Holocaust-Gedenktag
Auschwitz-Überlebender warnt vor zunehmendem Hass

Am 81. Jahrestag der Befreiung des deutschen Vernichtungslagers Auschwitz-Birkenau ist der Opfer des Nationalsozialismus gedacht worden.

    Der Holocaust-Überlebende, Bernard Offen, steht bei einer Gedenkfeier zum Jahrestag der Befreiung des Vernichtungslagers Auschwitz-Birkenau hinter einem Rednerpult. Er steht vor menschlichen Puppen, die Häftlingskleidung tragen.
    Der Holocaust-Überlebende Bernard Offen (picture alliance / Anadolu / Jakub Porzycki)

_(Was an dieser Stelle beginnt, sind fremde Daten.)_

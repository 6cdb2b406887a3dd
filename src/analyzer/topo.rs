//! Dependency graph and topological ordering over statement nodes.

use std::collections::{BTreeMap, BTreeSet};

use serde::{Deserialize, Serialize};

use super::annotations::Phase;
use super::classify::StatementClass;
use super::StatementNode;
use crate::error::{Diagnostic, DiagnosticCode};
use crate::ident::StableId;

#[derive(Debug, Clone, Copy, PartialEq, Eq, Serialize, Deserialize)]
#[serde(rename_all = "snake_case")]
pub enum EdgeReason {
    Requires,
    /// The dependency is the key side of a foreign-key reference.
    RequiresConstraintKey,
    /// The dependency supplies a type, language or similar compatibility.
    RequiresCompatible,
}

#[derive(Debug, Clone, PartialEq, Eq, Serialize, Deserialize)]
pub struct EdgeSummary {
    pub from: usize,
    pub to: usize,
    pub reason: EdgeReason,
}

#[derive(Debug, Clone, PartialEq, Eq, Default, Serialize, Deserialize)]
pub struct GraphSummary {
    pub node_count: usize,
    pub edges: Vec<EdgeSummary>,
    pub cycle_groups: Vec<Vec<usize>>,
}

/// The phase a statement defaults to when no annotation names one.
pub(super) fn default_phase(class: Option<StatementClass>) -> Phase {
    use StatementClass::*;
    match class {
        Some(CreateSchema) | Some(CreateExtension) | Some(CreateLanguage) | Some(CreateRole) => {
            Phase::Bootstrap
        }
        Some(CreateCollation) | Some(CreateType) | Some(CreateDomain) | Some(CreateSequence) => {
            Phase::PreData
        }
        Some(CreateTable)
        | Some(CreateIndex)
        | Some(AlterTable)
        | Some(AlterSequence)
        | Some(CreateForeignDataWrapper)
        | Some(CreateServer)
        | Some(CreateForeignTable)
        | Some(CreateUserMapping) => Phase::DataStructures,
        Some(CreateFunction) | Some(CreateProcedure) | Some(CreateAggregate) => Phase::Routines,
        Some(Grant) | Some(Revoke) | Some(AlterDefaultPrivileges) | Some(AlterOwner) => {
            Phase::Privileges
        }
        _ => Phase::PostData,
    }
}

pub(super) struct TopoOutput {
    pub order: Vec<usize>,
    pub graph: GraphSummary,
    pub diagnostics: Vec<Diagnostic>,
}

/// Order nodes so that producers come before consumers. Ties break on
/// (phase rank, file path, statement index); nodes on a cycle are reported
/// and appended in input order.
pub(super) fn sort_nodes(nodes: &[StatementNode]) -> TopoOutput {
    let mut diagnostics = Vec::new();

    let mut producers: BTreeMap<&StableId, Vec<usize>> = BTreeMap::new();
    for (index, node) in nodes.iter().enumerate() {
        for id in &node.provides {
            producers.entry(id).or_default().push(index);
        }
    }
    for (id, indices) in &producers {
        if indices.len() > 1 {
            diagnostics.push(
                Diagnostic::new(
                    DiagnosticCode::DuplicateProducer,
                    format!("{} statements provide {id}", indices.len()),
                )
                .with_subjects(indices.iter().map(|&i| nodes[i].display_id())),
            );
        }
    }

    let mut edges: Vec<EdgeSummary> = Vec::new();
    let mut successors: BTreeMap<usize, BTreeSet<usize>> = BTreeMap::new();
    let mut indegree: Vec<usize> = vec![0; nodes.len()];

    for (index, node) in nodes.iter().enumerate() {
        for (id, reason) in &node.requires {
            match producers.get(id) {
                Some(producer_indices) => {
                    for &producer in producer_indices {
                        if producer == index {
                            continue;
                        }
                        if successors.entry(producer).or_default().insert(index) {
                            indegree[index] += 1;
                            edges.push(EdgeSummary {
                                from: producer,
                                to: index,
                                reason: *reason,
                            });
                        }
                    }
                }
                None => {
                    // Only annotation-declared dependencies warrant noise;
                    // ordinary references to preexisting objects are normal
                    if node.annotated_requires.contains(id) {
                        diagnostics.push(
                            Diagnostic::new(
                                DiagnosticCode::UnresolvedDependency,
                                format!("no statement provides {id}"),
                            )
                            .with_subject(node.display_id()),
                        );
                    }
                }
            }
        }
    }

    let sort_key = |index: usize| {
        let node = &nodes[index];
        (
            node.phase.unwrap_or_else(|| default_phase(node.class)).rank(),
            node.file.clone().unwrap_or_default(),
            node.index,
            index,
        )
    };

    let mut ready: BTreeSet<(u8, String, usize, usize)> = (0..nodes.len())
        .filter(|&i| indegree[i] == 0)
        .map(sort_key)
        .collect();
    let mut order = Vec::with_capacity(nodes.len());
    let mut placed = vec![false; nodes.len()];

    while let Some(key) = ready.iter().next().cloned() {
        ready.remove(&key);
        let index = key.3;
        order.push(index);
        placed[index] = true;
        if let Some(next) = successors.get(&index) {
            for &successor in next {
                indegree[successor] -= 1;
                if indegree[successor] == 0 {
                    ready.insert(sort_key(successor));
                }
            }
        }
    }

    let mut cycle_groups: Vec<Vec<usize>> = Vec::new();
    if order.len() < nodes.len() {
        let remaining: Vec<usize> = (0..nodes.len()).filter(|&i| !placed[i]).collect();
        cycle_groups = components(&remaining, &successors);
        for group in &cycle_groups {
            if group.len() > 1 {
                diagnostics.push(
                    Diagnostic::new(
                        DiagnosticCode::CycleDetected,
                        format!("{} statements form a dependency cycle", group.len()),
                    )
                    .with_subjects(group.iter().map(|&i| nodes[i].display_id())),
                );
            }
        }
        // Cycle members keep their input order at the end
        order.extend(remaining);
    }

    TopoOutput {
        order,
        graph: GraphSummary {
            node_count: nodes.len(),
            edges,
            cycle_groups,
        },
        diagnostics,
    }
}

fn components(
    nodes: &[usize],
    successors: &BTreeMap<usize, BTreeSet<usize>>,
) -> Vec<Vec<usize>> {
    let node_set: BTreeSet<usize> = nodes.iter().copied().collect();

    let reachable = |from: usize| -> BTreeSet<usize> {
        let mut seen = BTreeSet::new();
        let mut work = vec![from];
        while let Some(node) = work.pop() {
            if let Some(children) = successors.get(&node) {
                for &child in children {
                    if node_set.contains(&child) && seen.insert(child) {
                        work.push(child);
                    }
                }
            }
        }
        seen
    };

    let reach: BTreeMap<usize, BTreeSet<usize>> =
        nodes.iter().map(|&n| (n, reachable(n))).collect();

    let mut assigned: BTreeSet<usize> = BTreeSet::new();
    let mut groups = Vec::new();
    for &node in nodes {
        if assigned.contains(&node) {
            continue;
        }
        let mut group = vec![node];
        for &other in nodes {
            if other != node && reach[&node].contains(&other) && reach[&other].contains(&node) {
                group.push(other);
            }
        }
        group.sort_unstable();
        for &member in &group {
            assigned.insert(member);
        }
        groups.push(group);
    }
    groups
}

    Bei der Gedenkfeier in Polen warnte der Auschwitz-Überlebende Bernard Offen vor einem zunehmendem Hass in der Gesellschaft. Es gebe derzeit viele Zeichen, die ihm nur allzu bekannt seien, sagte der 96-Jährige. Er habe erlebt, wohin Gleichgültigkeit führen könne. Die Gedenkstätte Auschwitz-Birkenau hatte in diesem Jahr auf Reden von Politikern und Diplomaten verzichtet. Man wolle die Aufmerksamkeit auf die Überlebenden richten.
    Bundespräsident Steinmeier rief anlässlich des heutigen Holocaust-Gedenktages dazu auf, Antisemitismus offen entgegenzutreten. Es seien "Haltung und Handeln" gefragt, sagte Steinmeier dem ARD-Fernsehen. Wenn Antisemitismus auf Straßen, aber auch im privaten Umfeld laut werde, müsse dem widersprochen werden.
    Mit dem Gedenktag wird an die Ermordung von sechs Millionen Jüdinnen und Juden während des Nationalsozialismus erinnert. Am 27. Januar 1945 hatten Soldaten der Roten Armee Auschwitz-Birkenau befreit.
    Diese Nachricht wurde am 27.01.2026 im Programm Deutschlandfunk gesendet.